● Source material:

• • • • • • •

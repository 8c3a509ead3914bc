use serde::Deserialize;
use tally_core::Bucket;

/// Everything the engine needs to know about the ledger layout, passed in
/// explicitly at construction. Defaults match the production spreadsheet.
#[derive(Debug, Clone, Deserialize)]
#[serde(default)]
pub struct EngineConfig {
    pub uk_table: String,
    pub usa_table: String,
    pub apac_table: String,
    pub other_table: String,
    pub partial_table: String,
    pub stock_table: String,
    pub marker_table: String,
    pub marker_cell: String,
    /// Time zone the Last-Run Marker is persisted in.
    pub timezone: chrono_tz::Tz,
}

impl Default for EngineConfig {
    fn default() -> Self {
        Self {
            uk_table: "UK".to_string(),
            usa_table: "USA".to_string(),
            apac_table: "StorkUp".to_string(),
            other_table: "SPNS".to_string(),
            partial_table: "Partially Fulfilled".to_string(),
            stock_table: "Stock".to_string(),
            marker_table: "Last Update".to_string(),
            marker_cell: "A2".to_string(),
            timezone: chrono_tz::Europe::London,
        }
    }
}

impl EngineConfig {
    /// Ledger table holding the given bucket's rows.
    pub fn table_for(&self, bucket: Bucket) -> &str {
        match bucket {
            Bucket::Uk => &self.uk_table,
            Bucket::Usa => &self.usa_table,
            Bucket::Apac => &self.apac_table,
            Bucket::Other => &self.other_table,
            Bucket::Partial => &self.partial_table,
        }
    }
}
use std::collections::HashMap;
use tally_core::{LedgerStore, OrderRecord, StoreError, Warehouse};
use tracing::warn;

/// Per-SKU, per-warehouse stock counters.
///
/// Advisory, never authoritative: unknown SKUs are ignored and quantities
/// may go negative, which signals over-commitment upstream rather than an
/// error here. Loaded once per run, mutated in memory, committed once.
pub struct InventoryLedger {
    stock: HashMap<String, HashMap<Warehouse, i64>>,
    /// Row order of the stock table, preserved across the rewrite.
    sku_order: Vec<String>,
}

impl InventoryLedger {
    pub async fn load(store: &dyn LedgerStore, table: &str) -> Result<Self, StoreError> {
        let rows = store.read_table(table).await?;
        Ok(Self::from_rows(rows))
    }

    /// Build from stock-table rows: one row per SKU, quantities in the
    /// fixed `Warehouse::COLUMNS` order. Blank or unparsable cells count
    /// as zero.
    pub fn from_rows(rows: Vec<Vec<String>>) -> Self {
        let mut stock = HashMap::new();
        let mut sku_order = Vec::new();

        for row in rows {
            let Some(sku) = row.first().map(|s| s.trim()).filter(|s| !s.is_empty()) else {
                continue;
            };
            let mut per_warehouse = HashMap::new();
            for (i, warehouse) in Warehouse::COLUMNS.iter().enumerate() {
                let cell = row.get(i + 1).map(String::as_str).unwrap_or("");
                let quantity = if cell.trim().is_empty() {
                    0
                } else {
                    cell.trim().parse().unwrap_or_else(|_| {
                        warn!(sku, cell, "unparsable stock quantity, treating as 0");
                        0
                    })
                };
                per_warehouse.insert(*warehouse, quantity);
            }
            if stock.insert(sku.to_string(), per_warehouse).is_none() {
                sku_order.push(sku.to_string());
            } else {
                warn!(sku, "duplicate stock row, keeping the later one");
            }
        }

        Self { stock, sku_order }
    }

    /// Apply the decrement protocol for one fulfilled order: resolve the
    /// warehouse from the shipping country, then take one unit per SKU
    /// occurrence across all bundles. SKUs not in the ledger are skipped.
    pub fn decrement(&mut self, order: &OrderRecord) {
        let warehouse = Warehouse::for_country(&order.country);
        for sku in order.skus.iter_skus() {
            if let Some(per_warehouse) = self.stock.get_mut(sku) {
                if let Some(quantity) = per_warehouse.get_mut(&warehouse) {
                    *quantity -= 1;
                }
            }
        }
    }

    pub fn quantity(&self, sku: &str, warehouse: Warehouse) -> Option<i64> {
        self.stock.get(sku)?.get(&warehouse).copied()
    }

    /// Snapshot in stock-table row form, original row order preserved.
    pub fn to_rows(&self) -> Vec<Vec<String>> {
        self.sku_order
            .iter()
            .map(|sku| {
                let per_warehouse = &self.stock[sku];
                let mut row = vec![sku.clone()];
                row.extend(
                    Warehouse::COLUMNS
                        .iter()
                        .map(|w| per_warehouse[w].to_string()),
                );
                row
            })
            .collect()
    }

    /// Write the full current snapshot, replacing prior content wholesale.
    pub async fn commit(&self, store: &dyn LedgerStore, table: &str) -> Result<(), StoreError> {
        store.write_table(table, self.to_rows()).await
    }
}

#[cfg(test)]
mod tests {
    use super::*;
    use chrono::NaiveDate;
    use tally_core::SkuList;

    fn rows() -> Vec<Vec<String>> {
        vec![
            to_row(&["A", "10", "5", "3", "2"]),
            to_row(&["B", "4", "4", "4", "4"]),
            to_row(&["C", "1", "", "0", "1"]),
        ]
    }

    fn to_row(cells: &[&str]) -> Vec<String> {
        cells.iter().map(|c| c.to_string()).collect()
    }

    fn order(skus: &str, country: &str) -> OrderRecord {
        OrderRecord {
            order_number: 1,
            skus: SkuList::parse(skus),
            country: country.to_string(),
            email: String::new(),
            order_date: NaiveDate::from_ymd_opt(2024, 1, 1).unwrap(),
        }
    }

    #[test]
    fn test_bundle_split_decrement() {
        let mut ledger = InventoryLedger::from_rows(rows());
        ledger.decrement(&order("A+B,C", "GB"));

        assert_eq!(ledger.quantity("A", Warehouse::Uk), Some(9));
        assert_eq!(ledger.quantity("B", Warehouse::Uk), Some(3));
        assert_eq!(ledger.quantity("C", Warehouse::Uk), Some(0));
        // Other warehouses untouched.
        assert_eq!(ledger.quantity("A", Warehouse::Usa), Some(5));
    }

    #[test]
    fn test_repeated_bundle_decrements_twice() {
        let mut ledger = InventoryLedger::from_rows(rows());
        ledger.decrement(&order("A+B,A+B", "US"));
        assert_eq!(ledger.quantity("A", Warehouse::Usa), Some(3));
        assert_eq!(ledger.quantity("B", Warehouse::Usa), Some(2));
    }

    #[test]
    fn test_unknown_sku_skipped() {
        let mut ledger = InventoryLedger::from_rows(rows());
        ledger.decrement(&order("NOPE,A", "FR"));
        assert_eq!(ledger.quantity("A", Warehouse::Spns), Some(2));
        assert_eq!(ledger.quantity("NOPE", Warehouse::Spns), None);
    }

    #[test]
    fn test_no_zero_floor() {
        let mut ledger = InventoryLedger::from_rows(rows());
        ledger.decrement(&order("C", "US"));
        ledger.decrement(&order("C", "US"));
        assert_eq!(ledger.quantity("C", Warehouse::Usa), Some(-2));
    }

    #[test]
    fn test_snapshot_preserves_row_order() {
        let ledger = InventoryLedger::from_rows(rows());
        let snapshot = ledger.to_rows();
        assert_eq!(snapshot[0][0], "A");
        assert_eq!(snapshot[2], to_row(&["C", "1", "0", "0", "1"]));
    }
}
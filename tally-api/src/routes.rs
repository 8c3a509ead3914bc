use crate::error::AppError;
use crate::state::AppState;
use axum::{extract::State, Json};
use serde_json::{json, Value};

pub async fn healthz() -> &'static str {
    "ok"
}

/// Trigger one reconciliation run. Succeeds only on full completion; any
/// failure is surfaced with its message and leaves the prior committed
/// ledger state untouched.
pub async fn run(State(state): State<AppState>) -> Result<Json<Value>, AppError> {
    let _guard = state.run_lock.lock().await;
    let report = state
        .engine
        .run()
        .await
        .map_err(|err| AppError::RunFailed(err.to_string()))?;

    Ok(Json(json!({
        "status": "ok",
        "message": "orders reconciled and ledger updated",
        "report": report,
    })))
}
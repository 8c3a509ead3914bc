pub mod app_config;
pub mod memory;
pub mod sheets;
pub mod shopify;

pub use app_config::Config;
pub use memory::{InMemoryLedgerStore, StaticOrderSource};
pub use sheets::SheetsLedgerStore;
pub use shopify::ShopifyOrderSource;
use crate::config::EngineConfig;
use crate::inventory::InventoryLedger;
use crate::tables::LedgerTables;
use chrono::{DateTime, LocalResult, NaiveDate, TimeZone, Utc};
use std::collections::HashSet;
use std::sync::Arc;
use tally_core::{
    classify, Disposition, LedgerStore, OrderNumber, OrderQuery, OrderSource, SourceError,
    StatusFilter, StoreError,
};
use tracing::{info, warn};
use uuid::Uuid;

const MARKER_FORMAT: &str = "%Y-%m-%d %H:%M:%S";

/// One reconciliation pass: load prior ledger state, diff it against the
/// source's current open orders to infer what was fulfilled since the last
/// run, decrement inventory, merge newly seen orders in without duplicates,
/// and commit the whole snapshot.
///
/// "Fulfilled" is inferred from absence: an order we hold that the source no
/// longer lists as open has completed. Cancelled and archived orders count
/// as completed under this rule.
pub struct ReconciliationEngine {
    source: Arc<dyn OrderSource>,
    store: Arc<dyn LedgerStore>,
    config: EngineConfig,
}

impl ReconciliationEngine {
    pub fn new(
        source: Arc<dyn OrderSource>,
        store: Arc<dyn LedgerStore>,
        config: EngineConfig,
    ) -> Self {
        Self {
            source,
            store,
            config,
        }
    }

    /// Execute one full run. Nothing is written to the store until every
    /// remote fetch and all in-memory computation has succeeded, so a failed
    /// run leaves the previously committed state untouched.
    pub async fn run(&self) -> Result<RunReport, EngineError> {
        let run_id = Uuid::new_v4();
        info!(%run_id, "reconciliation run starting");

        let mut inventory =
            InventoryLedger::load(self.store.as_ref(), &self.config.stock_table).await?;
        let marker = self.read_marker().await?;
        let mut tables = LedgerTables::load(self.store.as_ref(), &self.config).await?;
        let prior = tables.order_numbers();
        info!(ledger_orders = prior.len(), "ledger loaded");

        // Widen the open-order window to the oldest order we still hold, so
        // a late status change on an old order is not missed.
        let window_start = tables
            .oldest_order_date()
            .unwrap_or_else(|| Utc::now().with_timezone(&self.config.timezone).date_naive());
        let open = self.fetch_open_numbers(self.day_start(window_start)).await?;
        let fulfilled = tables.drain_absent(&open);
        for record in &fulfilled {
            inventory.decrement(record);
        }
        info!(
            open = open.len(),
            fulfilled = fulfilled.len(),
            "fulfillment sweep complete"
        );

        // Classify everything created since the last run.
        let since = marker.unwrap_or_else(|| self.day_start(window_start));
        let mut merged = 0usize;
        let mut duplicates_skipped = 0usize;
        let mut unroutable_skipped = 0usize;
        let mut fulfilled_direct = 0usize;

        let mut query = OrderQuery::new(StatusFilter::Any, since);
        loop {
            let page = self.source.list_orders(&query).await?;
            for raw in &page.orders {
                let Some(classified) = classify(raw) else {
                    warn!(order = raw.order_number, "skipping order without shipping destination");
                    unroutable_skipped += 1;
                    continue;
                };
                match classified.disposition {
                    Disposition::Fulfilled => {
                        // Orders we were holding are owned by the sweep
                        // above; decrementing them again would double-count.
                        if !prior.contains(&classified.record.order_number) {
                            inventory.decrement(&classified.record);
                            fulfilled_direct += 1;
                        }
                    }
                    Disposition::Shelve(bucket) => {
                        if tables.insert_new(bucket, classified.record) {
                            merged += 1;
                        } else {
                            duplicates_skipped += 1;
                        }
                    }
                }
            }
            match page.next {
                Some(cursor) => query = query.with_cursor(cursor),
                None => break,
            }
        }

        // All computation succeeded; commit the snapshot, marker last.
        tables.persist(self.store.as_ref(), &self.config).await?;
        inventory
            .commit(self.store.as_ref(), &self.config.stock_table)
            .await?;
        let completed_at = Utc::now();
        self.write_marker(completed_at).await?;

        info!(
            %run_id,
            fulfilled_from_ledger = fulfilled.len(),
            fulfilled_direct,
            merged,
            duplicates_skipped,
            unroutable_skipped,
            "reconciliation run committed"
        );

        Ok(RunReport {
            run_id,
            fulfilled_from_ledger: fulfilled.len(),
            fulfilled_direct,
            merged,
            duplicates_skipped,
            unroutable_skipped,
            completed_at,
        })
    }

    /// Page through every currently open order and collect the numbers.
    async fn fetch_open_numbers(
        &self,
        created_at_min: DateTime<Utc>,
    ) -> Result<HashSet<OrderNumber>, EngineError> {
        let mut open = HashSet::new();
        let mut query = OrderQuery::new(StatusFilter::Open, created_at_min);
        loop {
            let page = self.source.list_orders(&query).await?;
            open.extend(page.orders.iter().map(|order| order.order_number));
            match page.next {
                Some(cursor) => query = query.with_cursor(cursor),
                None => break,
            }
        }
        Ok(open)
    }

    async fn read_marker(&self) -> Result<Option<DateTime<Utc>>, EngineError> {
        let cell = self
            .store
            .read_cell(&self.config.marker_table, &self.config.marker_cell)
            .await?;
        let Some(raw) = cell else {
            return Ok(None);
        };
        match chrono::NaiveDateTime::parse_from_str(raw.trim(), MARKER_FORMAT) {
            Ok(naive) => Ok(Some(self.localize(naive))),
            Err(_) => {
                warn!(marker = %raw, "unreadable last-run marker, falling back to ledger window");
                Ok(None)
            }
        }
    }

    async fn write_marker(&self, at: DateTime<Utc>) -> Result<(), EngineError> {
        let stamp = at
            .with_timezone(&self.config.timezone)
            .format(MARKER_FORMAT)
            .to_string();
        self.store
            .write_cell(&self.config.marker_table, &self.config.marker_cell, &stamp)
            .await?;
        Ok(())
    }

    fn day_start(&self, date: NaiveDate) -> DateTime<Utc> {
        self.localize(date.and_time(chrono::NaiveTime::MIN))
    }

    fn localize(&self, naive: chrono::NaiveDateTime) -> DateTime<Utc> {
        match self.config.timezone.from_local_datetime(&naive) {
            LocalResult::Single(dt) | LocalResult::Ambiguous(dt, _) => dt.with_timezone(&Utc),
            // Skipped by a DST gap; read it as UTC rather than fail the run.
            LocalResult::None => Utc.from_utc_datetime(&naive),
        }
    }
}

/// Outcome summary of a completed run, keyed by a fresh run id for log
/// correlation.
#[derive(Debug, Clone, serde::Serialize)]
pub struct RunReport {
    pub run_id: Uuid,
    /// Ledger orders inferred fulfilled by absence from the open set.
    pub fulfilled_from_ledger: usize,
    /// Orders that arrived already fulfilled and never touched a table.
    pub fulfilled_direct: usize,
    /// New rows merged into ledger tables.
    pub merged: usize,
    /// Orders already present in some table and left alone.
    pub duplicates_skipped: usize,
    /// Records skipped for missing shipping destination.
    pub unroutable_skipped: usize,
    pub completed_at: DateTime<Utc>,
}

#[derive(Debug, thiserror::Error)]
pub enum EngineError {
    #[error("order source: {0}")]
    Source(#[from] SourceError),

    #[error("ledger store: {0}")]
    Store(#[from] StoreError),
}
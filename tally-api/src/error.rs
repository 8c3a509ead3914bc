use axum::{
    http::StatusCode,
    response::{IntoResponse, Response},
    Json,
};
use serde_json::json;

#[derive(Debug)]
pub enum AppError {
    RunFailed(String),
    Anyhow(anyhow::Error),
}

impl IntoResponse for AppError {
    fn into_response(self) -> Response {
        let (status, error_message) = match self {
            AppError::RunFailed(msg) => {
                tracing::error!("reconciliation run failed: {}", msg);
                (StatusCode::INTERNAL_SERVER_ERROR, msg)
            }
            AppError::Anyhow(err) => {
                tracing::error!("Internal Server Error: {}", err);
                (StatusCode::INTERNAL_SERVER_ERROR, "Internal Server Error".to_string())
            }
        };

        let body = Json(json!({
            "status": "error",
            "error": error_message,
        }));

        (status, body).into_response()
    }
}

impl<E> From<E> for AppError
where
    E: Into<anyhow::Error>,
{
    fn from(err: E) -> Self {
        Self::Anyhow(err.into())
    }
}
use crate::models::RemoteOrder;
use async_trait::async_trait;
use chrono::{DateTime, Utc};

/// Opaque pagination token. Produced and consumed by an `OrderSource`
/// implementation; callers only pass it back unchanged and loop until no
/// cursor is returned.
#[derive(Debug, Clone, PartialEq, Eq)]
pub struct Cursor(String);

impl Cursor {
    pub fn new(token: impl Into<String>) -> Self {
        Self(token.into())
    }

    pub fn as_str(&self) -> &str {
        &self.0
    }
}

/// Which orders a query should match.
#[derive(Debug, Clone, Copy, PartialEq, Eq)]
pub enum StatusFilter {
    /// Orders the source still considers unresolved.
    Open,
    /// Every order regardless of state.
    Any,
}

#[derive(Debug, Clone)]
pub struct OrderQuery {
    pub status: StatusFilter,
    pub created_at_min: DateTime<Utc>,
    pub cursor: Option<Cursor>,
}

impl OrderQuery {
    pub fn new(status: StatusFilter, created_at_min: DateTime<Utc>) -> Self {
        Self {
            status,
            created_at_min,
            cursor: None,
        }
    }

    pub fn with_cursor(mut self, cursor: Cursor) -> Self {
        self.cursor = Some(cursor);
        self
    }
}

/// One page of results; `next` is present while more pages remain.
#[derive(Debug, Clone)]
pub struct OrderPage {
    pub orders: Vec<RemoteOrder>,
    pub next: Option<Cursor>,
}

/// Paginated feed of orders, queryable by minimum creation date and status.
#[async_trait]
pub trait OrderSource: Send + Sync {
    async fn list_orders(&self, query: &OrderQuery) -> Result<OrderPage, SourceError>;
}

#[derive(Debug, thiserror::Error)]
pub enum SourceError {
    #[error("order source transport failure: {0}")]
    Transport(String),

    #[error("order source returned an unexpected payload: {0}")]
    Payload(String),
}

• • • • • • •

● Task description: All lines that contain the word "sheets" should be copied from the listing.

● Solution to this task:
pub mod sheets;
pub use sheets::SheetsLedgerStore;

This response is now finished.